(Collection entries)
────────
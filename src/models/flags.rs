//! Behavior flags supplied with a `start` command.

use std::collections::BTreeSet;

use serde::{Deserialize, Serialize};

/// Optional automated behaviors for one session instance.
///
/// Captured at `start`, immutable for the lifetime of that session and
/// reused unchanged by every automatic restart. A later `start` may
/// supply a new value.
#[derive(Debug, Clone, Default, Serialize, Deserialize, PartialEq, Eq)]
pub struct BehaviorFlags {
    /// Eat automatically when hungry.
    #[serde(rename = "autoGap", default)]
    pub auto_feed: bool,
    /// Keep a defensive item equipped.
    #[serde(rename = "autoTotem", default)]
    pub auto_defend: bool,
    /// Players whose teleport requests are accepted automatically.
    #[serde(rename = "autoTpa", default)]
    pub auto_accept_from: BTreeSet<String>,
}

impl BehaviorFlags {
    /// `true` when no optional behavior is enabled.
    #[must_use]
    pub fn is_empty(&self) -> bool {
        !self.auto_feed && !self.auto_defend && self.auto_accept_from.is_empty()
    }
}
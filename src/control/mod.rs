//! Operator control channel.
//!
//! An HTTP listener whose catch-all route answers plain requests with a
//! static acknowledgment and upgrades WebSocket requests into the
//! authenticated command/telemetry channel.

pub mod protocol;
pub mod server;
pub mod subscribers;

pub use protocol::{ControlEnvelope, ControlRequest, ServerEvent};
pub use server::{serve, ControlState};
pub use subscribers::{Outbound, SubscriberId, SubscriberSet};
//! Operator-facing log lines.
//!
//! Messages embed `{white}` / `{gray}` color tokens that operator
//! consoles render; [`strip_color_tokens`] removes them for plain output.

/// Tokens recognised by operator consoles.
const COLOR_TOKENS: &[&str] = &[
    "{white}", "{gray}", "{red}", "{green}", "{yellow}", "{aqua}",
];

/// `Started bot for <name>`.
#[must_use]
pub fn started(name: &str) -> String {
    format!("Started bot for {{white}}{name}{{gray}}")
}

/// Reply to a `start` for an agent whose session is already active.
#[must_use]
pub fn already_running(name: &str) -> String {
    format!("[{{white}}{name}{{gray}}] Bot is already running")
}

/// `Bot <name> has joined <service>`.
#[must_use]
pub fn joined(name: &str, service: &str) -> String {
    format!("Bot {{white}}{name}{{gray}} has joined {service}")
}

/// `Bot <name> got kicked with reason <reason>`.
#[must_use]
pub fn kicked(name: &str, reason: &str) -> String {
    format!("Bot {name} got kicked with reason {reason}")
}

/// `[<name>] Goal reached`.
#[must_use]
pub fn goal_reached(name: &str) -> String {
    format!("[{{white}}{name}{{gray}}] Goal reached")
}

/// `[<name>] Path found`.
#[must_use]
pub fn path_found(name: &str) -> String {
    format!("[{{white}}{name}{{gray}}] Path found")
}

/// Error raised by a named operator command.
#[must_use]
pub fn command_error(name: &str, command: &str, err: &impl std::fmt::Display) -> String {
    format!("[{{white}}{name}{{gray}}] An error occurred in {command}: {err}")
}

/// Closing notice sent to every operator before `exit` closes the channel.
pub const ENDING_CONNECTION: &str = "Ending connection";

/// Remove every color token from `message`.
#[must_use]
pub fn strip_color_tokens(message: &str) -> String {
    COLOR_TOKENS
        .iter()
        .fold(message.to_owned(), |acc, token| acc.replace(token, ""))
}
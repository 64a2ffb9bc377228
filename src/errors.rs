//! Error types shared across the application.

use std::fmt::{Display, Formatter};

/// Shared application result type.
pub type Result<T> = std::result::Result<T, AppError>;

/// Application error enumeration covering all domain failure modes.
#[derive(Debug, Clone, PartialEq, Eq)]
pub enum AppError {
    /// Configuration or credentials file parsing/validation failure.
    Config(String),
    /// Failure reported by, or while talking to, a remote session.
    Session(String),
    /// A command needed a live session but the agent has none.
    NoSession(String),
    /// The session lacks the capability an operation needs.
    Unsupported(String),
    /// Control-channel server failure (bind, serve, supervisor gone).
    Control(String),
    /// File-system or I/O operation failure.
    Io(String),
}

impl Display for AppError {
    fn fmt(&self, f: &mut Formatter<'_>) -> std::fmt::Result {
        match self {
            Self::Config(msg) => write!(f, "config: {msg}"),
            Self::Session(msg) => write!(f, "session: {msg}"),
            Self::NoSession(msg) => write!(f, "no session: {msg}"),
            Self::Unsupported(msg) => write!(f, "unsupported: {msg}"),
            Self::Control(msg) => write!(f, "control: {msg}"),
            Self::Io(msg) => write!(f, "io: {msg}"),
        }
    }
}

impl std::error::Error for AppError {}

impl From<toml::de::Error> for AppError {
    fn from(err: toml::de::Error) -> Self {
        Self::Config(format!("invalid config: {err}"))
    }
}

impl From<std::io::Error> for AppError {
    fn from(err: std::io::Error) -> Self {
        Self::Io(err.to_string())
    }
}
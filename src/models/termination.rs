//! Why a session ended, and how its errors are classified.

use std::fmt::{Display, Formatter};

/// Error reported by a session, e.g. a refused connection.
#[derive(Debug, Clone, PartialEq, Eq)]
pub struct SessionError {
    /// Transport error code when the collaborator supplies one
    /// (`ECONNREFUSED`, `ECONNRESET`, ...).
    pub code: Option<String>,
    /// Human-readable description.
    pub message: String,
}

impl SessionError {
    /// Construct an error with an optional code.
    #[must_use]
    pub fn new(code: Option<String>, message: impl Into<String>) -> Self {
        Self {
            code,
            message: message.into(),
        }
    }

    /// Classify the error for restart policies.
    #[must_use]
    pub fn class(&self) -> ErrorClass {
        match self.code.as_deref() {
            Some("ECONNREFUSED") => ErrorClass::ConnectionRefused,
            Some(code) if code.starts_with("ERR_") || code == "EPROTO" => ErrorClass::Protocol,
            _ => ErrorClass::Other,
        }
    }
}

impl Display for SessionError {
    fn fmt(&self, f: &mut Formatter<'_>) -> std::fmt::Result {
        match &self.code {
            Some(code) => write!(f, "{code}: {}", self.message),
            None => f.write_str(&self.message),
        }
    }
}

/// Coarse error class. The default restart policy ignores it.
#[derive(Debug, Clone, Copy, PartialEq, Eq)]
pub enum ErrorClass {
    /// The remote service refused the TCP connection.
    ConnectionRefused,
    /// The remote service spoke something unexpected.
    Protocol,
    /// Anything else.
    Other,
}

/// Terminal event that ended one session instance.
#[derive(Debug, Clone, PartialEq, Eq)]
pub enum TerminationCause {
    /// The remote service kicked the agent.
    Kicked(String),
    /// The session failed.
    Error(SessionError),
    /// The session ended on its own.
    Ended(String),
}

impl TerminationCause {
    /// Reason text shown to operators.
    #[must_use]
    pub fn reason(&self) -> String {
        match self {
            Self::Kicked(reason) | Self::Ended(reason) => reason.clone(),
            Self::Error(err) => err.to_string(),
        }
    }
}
────────
=== Required action ===
Show all lines above holding "Deserialize".

=== Written solution ===
use serde::{Deserialize, Serialize};
#[derive(Debug, Clone, Default, Serialize, Deserialize, PartialEq, Eq)]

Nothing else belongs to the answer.